(Stored data entries)
- - - - -

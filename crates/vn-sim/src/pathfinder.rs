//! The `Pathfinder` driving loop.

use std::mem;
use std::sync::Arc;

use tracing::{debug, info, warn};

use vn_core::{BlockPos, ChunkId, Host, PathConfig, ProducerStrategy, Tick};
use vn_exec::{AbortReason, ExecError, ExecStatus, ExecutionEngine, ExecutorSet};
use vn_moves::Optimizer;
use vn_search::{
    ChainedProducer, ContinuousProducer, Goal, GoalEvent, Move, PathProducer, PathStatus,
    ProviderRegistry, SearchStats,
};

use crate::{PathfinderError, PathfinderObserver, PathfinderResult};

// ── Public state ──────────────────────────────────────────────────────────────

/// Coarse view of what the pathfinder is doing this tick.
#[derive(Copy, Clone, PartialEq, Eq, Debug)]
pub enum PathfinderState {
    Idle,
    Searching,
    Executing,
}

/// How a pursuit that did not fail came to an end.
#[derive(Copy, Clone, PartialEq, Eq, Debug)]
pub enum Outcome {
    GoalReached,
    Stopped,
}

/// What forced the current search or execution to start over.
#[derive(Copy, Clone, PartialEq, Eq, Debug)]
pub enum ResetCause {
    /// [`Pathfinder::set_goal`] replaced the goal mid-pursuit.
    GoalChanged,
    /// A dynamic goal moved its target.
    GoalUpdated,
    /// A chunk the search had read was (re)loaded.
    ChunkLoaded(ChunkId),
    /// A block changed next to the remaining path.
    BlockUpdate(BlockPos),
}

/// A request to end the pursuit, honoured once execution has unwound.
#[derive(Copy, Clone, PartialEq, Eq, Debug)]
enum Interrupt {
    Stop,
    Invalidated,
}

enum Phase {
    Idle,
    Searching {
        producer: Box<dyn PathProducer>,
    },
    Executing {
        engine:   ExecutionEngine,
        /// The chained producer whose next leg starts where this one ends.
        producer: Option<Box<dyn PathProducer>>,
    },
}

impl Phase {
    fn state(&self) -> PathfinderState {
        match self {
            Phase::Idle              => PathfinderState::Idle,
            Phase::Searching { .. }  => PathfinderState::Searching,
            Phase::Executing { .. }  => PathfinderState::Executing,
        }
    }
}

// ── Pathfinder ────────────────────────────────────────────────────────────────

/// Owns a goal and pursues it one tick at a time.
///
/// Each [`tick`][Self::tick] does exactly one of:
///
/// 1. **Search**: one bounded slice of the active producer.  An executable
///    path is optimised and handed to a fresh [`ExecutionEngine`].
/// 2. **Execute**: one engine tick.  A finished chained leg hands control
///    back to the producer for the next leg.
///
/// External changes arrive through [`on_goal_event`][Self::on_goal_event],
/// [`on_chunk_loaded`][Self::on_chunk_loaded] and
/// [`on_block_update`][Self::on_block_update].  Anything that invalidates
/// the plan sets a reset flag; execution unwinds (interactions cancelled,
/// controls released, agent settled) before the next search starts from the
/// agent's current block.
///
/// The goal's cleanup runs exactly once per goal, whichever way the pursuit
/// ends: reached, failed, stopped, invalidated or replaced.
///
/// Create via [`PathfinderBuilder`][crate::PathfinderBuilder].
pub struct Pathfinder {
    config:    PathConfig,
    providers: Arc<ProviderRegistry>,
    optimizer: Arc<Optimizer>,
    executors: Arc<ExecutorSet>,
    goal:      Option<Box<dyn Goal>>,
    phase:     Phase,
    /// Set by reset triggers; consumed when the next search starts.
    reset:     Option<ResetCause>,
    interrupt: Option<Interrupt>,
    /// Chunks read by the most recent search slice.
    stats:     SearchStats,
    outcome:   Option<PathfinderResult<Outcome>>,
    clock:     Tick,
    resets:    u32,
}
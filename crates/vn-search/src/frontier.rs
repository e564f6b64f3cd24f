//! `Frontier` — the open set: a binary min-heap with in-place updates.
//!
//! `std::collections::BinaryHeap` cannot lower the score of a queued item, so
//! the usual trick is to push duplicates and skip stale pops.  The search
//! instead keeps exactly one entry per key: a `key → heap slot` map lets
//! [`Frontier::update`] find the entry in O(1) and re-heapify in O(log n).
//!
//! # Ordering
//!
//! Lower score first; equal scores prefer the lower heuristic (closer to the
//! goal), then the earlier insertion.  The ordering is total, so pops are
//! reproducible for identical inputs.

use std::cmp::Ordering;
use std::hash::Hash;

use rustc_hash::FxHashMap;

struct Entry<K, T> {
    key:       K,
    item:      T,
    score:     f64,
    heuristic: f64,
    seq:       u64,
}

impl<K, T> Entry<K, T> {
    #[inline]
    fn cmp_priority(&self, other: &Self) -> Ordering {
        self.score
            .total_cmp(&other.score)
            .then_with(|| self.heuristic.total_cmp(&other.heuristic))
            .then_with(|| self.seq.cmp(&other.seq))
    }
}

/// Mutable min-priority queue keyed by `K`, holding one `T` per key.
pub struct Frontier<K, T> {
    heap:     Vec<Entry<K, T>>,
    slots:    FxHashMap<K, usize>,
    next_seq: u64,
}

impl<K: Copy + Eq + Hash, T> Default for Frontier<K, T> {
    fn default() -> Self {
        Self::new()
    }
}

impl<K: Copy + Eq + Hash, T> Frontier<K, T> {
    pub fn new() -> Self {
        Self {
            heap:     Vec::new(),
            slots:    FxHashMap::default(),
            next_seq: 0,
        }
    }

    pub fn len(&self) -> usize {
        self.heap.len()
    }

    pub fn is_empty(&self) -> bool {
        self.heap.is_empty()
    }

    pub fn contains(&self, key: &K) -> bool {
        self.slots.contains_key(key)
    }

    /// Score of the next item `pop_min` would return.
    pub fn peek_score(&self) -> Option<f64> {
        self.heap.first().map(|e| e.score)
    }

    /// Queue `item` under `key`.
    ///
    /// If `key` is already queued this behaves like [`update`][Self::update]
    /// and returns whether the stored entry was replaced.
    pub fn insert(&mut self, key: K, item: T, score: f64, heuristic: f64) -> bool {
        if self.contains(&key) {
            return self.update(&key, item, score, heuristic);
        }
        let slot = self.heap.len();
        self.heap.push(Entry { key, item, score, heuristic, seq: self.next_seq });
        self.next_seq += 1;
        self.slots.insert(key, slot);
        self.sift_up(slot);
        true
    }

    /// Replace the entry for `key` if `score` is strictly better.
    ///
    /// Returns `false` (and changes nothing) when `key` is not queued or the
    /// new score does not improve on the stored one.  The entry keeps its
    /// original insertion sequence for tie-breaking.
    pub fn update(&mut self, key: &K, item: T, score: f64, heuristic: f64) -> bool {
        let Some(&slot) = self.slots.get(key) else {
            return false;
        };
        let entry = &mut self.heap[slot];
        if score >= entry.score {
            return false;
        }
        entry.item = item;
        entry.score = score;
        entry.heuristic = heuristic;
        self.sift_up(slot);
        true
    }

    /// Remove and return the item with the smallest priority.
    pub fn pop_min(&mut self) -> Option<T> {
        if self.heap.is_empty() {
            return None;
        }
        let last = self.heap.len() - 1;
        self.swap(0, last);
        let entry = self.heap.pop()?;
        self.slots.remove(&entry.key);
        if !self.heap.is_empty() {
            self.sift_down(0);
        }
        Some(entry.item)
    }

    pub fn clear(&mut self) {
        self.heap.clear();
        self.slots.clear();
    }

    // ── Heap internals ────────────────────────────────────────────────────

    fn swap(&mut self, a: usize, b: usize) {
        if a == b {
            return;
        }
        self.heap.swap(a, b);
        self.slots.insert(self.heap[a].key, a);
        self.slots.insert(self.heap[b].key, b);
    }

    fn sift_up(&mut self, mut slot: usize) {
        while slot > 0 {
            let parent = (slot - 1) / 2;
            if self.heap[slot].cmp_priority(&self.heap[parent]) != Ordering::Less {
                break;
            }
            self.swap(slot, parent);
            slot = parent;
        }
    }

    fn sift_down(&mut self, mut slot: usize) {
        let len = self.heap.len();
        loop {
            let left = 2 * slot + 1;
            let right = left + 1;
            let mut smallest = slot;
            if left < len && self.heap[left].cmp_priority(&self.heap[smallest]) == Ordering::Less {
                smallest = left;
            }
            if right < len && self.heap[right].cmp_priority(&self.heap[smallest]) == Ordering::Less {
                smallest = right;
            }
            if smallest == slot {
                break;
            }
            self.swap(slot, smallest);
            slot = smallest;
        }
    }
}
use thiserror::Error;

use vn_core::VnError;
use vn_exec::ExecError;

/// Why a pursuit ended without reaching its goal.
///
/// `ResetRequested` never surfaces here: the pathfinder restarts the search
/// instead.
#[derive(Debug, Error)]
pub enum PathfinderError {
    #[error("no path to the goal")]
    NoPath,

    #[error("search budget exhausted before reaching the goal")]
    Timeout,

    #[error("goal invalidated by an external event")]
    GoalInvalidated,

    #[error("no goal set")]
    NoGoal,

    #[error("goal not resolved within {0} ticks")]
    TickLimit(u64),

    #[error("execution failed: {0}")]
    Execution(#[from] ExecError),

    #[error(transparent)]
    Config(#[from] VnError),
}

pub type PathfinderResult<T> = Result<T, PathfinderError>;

- - - - -

Lines to set down from above: the line with "use std::cmp::Ordering;", the line with "heuristic, seq: self.next_seq", and every line between, each exactly as written.

» SOLUTION BELOW:
use std::cmp::Ordering;
use std::hash::Hash;

use rustc_hash::FxHashMap;

struct Entry<K, T> {
    key:       K,
    item:      T,
    score:     f64,
    heuristic: f64,
    seq:       u64,
}

impl<K, T> Entry<K, T> {
    #[inline]
    fn cmp_priority(&self, other: &Self) -> Ordering {
        self.score
            .total_cmp(&other.score)
            .then_with(|| self.heuristic.total_cmp(&other.heuristic))
            .then_with(|| self.seq.cmp(&other.seq))
    }
}

/// Mutable min-priority queue keyed by `K`, holding one `T` per key.
pub struct Frontier<K, T> {
    heap:     Vec<Entry<K, T>>,
    slots:    FxHashMap<K, usize>,
    next_seq: u64,
}

impl<K: Copy + Eq + Hash, T> Default for Frontier<K, T> {
    fn default() -> Self {
        Self::new()
    }
}

impl<K: Copy + Eq + Hash, T> Frontier<K, T> {
    pub fn new() -> Self {
        Self {
            heap:     Vec::new(),
            slots:    FxHashMap::default(),
            next_seq: 0,
        }
    }

    pub fn len(&self) -> usize {
        self.heap.len()
    }

    pub fn is_empty(&self) -> bool {
        self.heap.is_empty()
    }

    pub fn contains(&self, key: &K) -> bool {
        self.slots.contains_key(key)
    }

    /// Score of the next item `pop_min` would return.
    pub fn peek_score(&self) -> Option<f64> {
        self.heap.first().map(|e| e.score)
    }

    /// Queue `item` under `key`.
    ///
    /// If `key` is already queued this behaves like [`update`][Self::update]
    /// and returns whether the stored entry was replaced.
    pub fn insert(&mut self, key: K, item: T, score: f64, heuristic: f64) -> bool {
        if self.contains(&key) {
            return self.update(&key, item, score, heuristic);
        }
        let slot = self.heap.len();
        self.heap.push(Entry { key, item, score, heuristic, seq: self.next_seq });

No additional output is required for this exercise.